_PROBLEM_
When you come to the line with "filename crates/gateway-service/src/handlers/mod.rs", begin repeating; continue exactly through the final line of the records and include nothing from before.
BEGIN EXCERPTED RECORDS
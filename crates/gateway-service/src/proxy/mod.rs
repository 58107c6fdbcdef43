//! Request forwarding to tier backends.

pub mod engine;

pub use engine::{ForwardError, ForwardingEngine};
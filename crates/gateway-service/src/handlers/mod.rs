//! Request handlers.

pub mod dispatch;
pub mod health;

pub use dispatch::dispatch;
pub use health::health_check;
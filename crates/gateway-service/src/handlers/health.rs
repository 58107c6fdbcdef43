//! Liveness probe.

/// `GET /health` - always succeeds, no authentication.
pub async fn health_check() -> &'static str {
    "OK"
}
END EXCERPTED RECORDS
_ANSWER BOX_
filename crates/gateway-service/src/handlers/mod.rs
//! Request handlers.

pub mod dispatch;
pub mod health;

pub use dispatch::dispatch;
pub use health::health_check;
filename crates/gateway-service/src/handlers/health.rs
repository 58107c6fdbcdef43
//! Liveness probe.

/// `GET /health` - always succeeds, no authentication.
pub async fn health_check() -> &'static str {
    "OK"
}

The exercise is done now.